About Us

New England Newspapers Inc. publishes three daily newspapers — The Berkshire Eagle (Pittsfield, Mass.); the Bennington Banner (Bennington, Vt.) and the Brattleboro Reformer (Brattleboro, Vt.) — along with one weekly, the Manchester Journal (Manchester, Vt.).


New England Newspapers Inc. traces its origins back to the Western Star, a weekly newspaper founded in 1789 in Stockbridge, Mass. That paper changed its name and place of publication several times, as well as its ownership, but it was a continuously operated enterprise, which eventually became the weekly Berkshire County Eagle in 1852.

Kelton B. Miller, along with several partners, purchased that paper in 1891. The following year, on May 9, 1892, it began daily publication as The Berkshire Evening Eagle. Miller soon bought out his partners, and the paper remained in the Miller family until 1995.

The Millers purchased several other newspapers along the way, including the Bennington Banner in 1961, the Brattleboro Reformer in 1969, and the Manchester Journal in the early 1980s. They also launched a commercial printing division in 1961.

Over the years, The Berkshire Eagle and its sister newspapers became very highly regarded. In 1973, one of the Eagle’s editors, Roger Linscott, was awarded a Pulitzer Prize for his editorial writing, attracting national attention to the Millers’ newspapers. The Eagle became an attraction for journalism school graduates starting their careers, and many of those reporters went on to renowned careers throughout the journalistic world in publications such as The New York Times, The Washington Post, Wall Street Journal, Time magazine and others.

MediaNews Group, based in Denver, purchased these newspapers from the Millers in 1995. MediaNews added the North Adams Transcript to the group in 1996. The Transcript was merged with the Eagle in 2014. MediaNews Group, itself, was combined with other entities to form Digital First Media.


In 2016, a group of Berkshire-based investors purchased New England Newspapers Inc. from Digital First Media. The original ownership group consisted of:

  • Stanford Lipsey — Publisher Emeritus of The Buffalo News
  • Hans Morris — managing partner of Nyca Partners, a venture capital firm in New York City, and a part-time resident of Stockbridge
  • Fredric D. Rutberg — former Berkshire County attorney and judge who resides in Stockbridge
  • Robert G. Wilmers — The longtime chairman and CEO of M&T Bank, headquartered in Buffalo, N.Y., and part-time resident of Stockbridge.

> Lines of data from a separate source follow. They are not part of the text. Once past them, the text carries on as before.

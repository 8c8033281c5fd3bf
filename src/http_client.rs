use std::time::Duration;

use anyhow::{Context, Result};
use reqwest::blocking::Client;

const USER_AGENT: &str = concat!("ranklist/", env!("CARGO_PKG_VERSION"));

pub fn build_http_client(timeout: Duration) -> Result<Client> {
    Client::builder()
        .timeout(timeout)
        .user_agent(USER_AGENT)
        .build()
        .context("failed to build http client")
}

Stanford Lipsey died in November 2016 without ever having the chance to visit New England Newspapers.

Robert G. Wilmers died in December 2017. During his tenure as a co-owner, Mr. Wilmers won the respect of New England Newspapers Inc. employees for having learned the business through his genuine effort to know about them.

The board of directors of NENI currently consists of Hans Morris, Fredric Rutberg and John Mulliken (representing the Wilmers family) — plus Martin C. Langeveld, who was long associated with the company’s newspapers under the ownership of both the Millers and MediaNews Group.


Under the Millers, The Eagle, Banner and Reformer were considered to be some of the best small-market newspapers in the United States. In fact, famed press critic Ben Bagdikian told Time Magazine, in an Aug. 28, 1972, story, that he believed there were only three great newspapers in the world: The New York Times, Le Monde of Paris and The Berkshire Eagle.

The current owners have re-established journalistic excellence as a goal, with the vision of publishing the best group of community newspapers in America. To do this, we will continually strive to improve the quality of the news and features we publish. If we can publish great newspapers, both in print and online, increased readership and advertising will follow.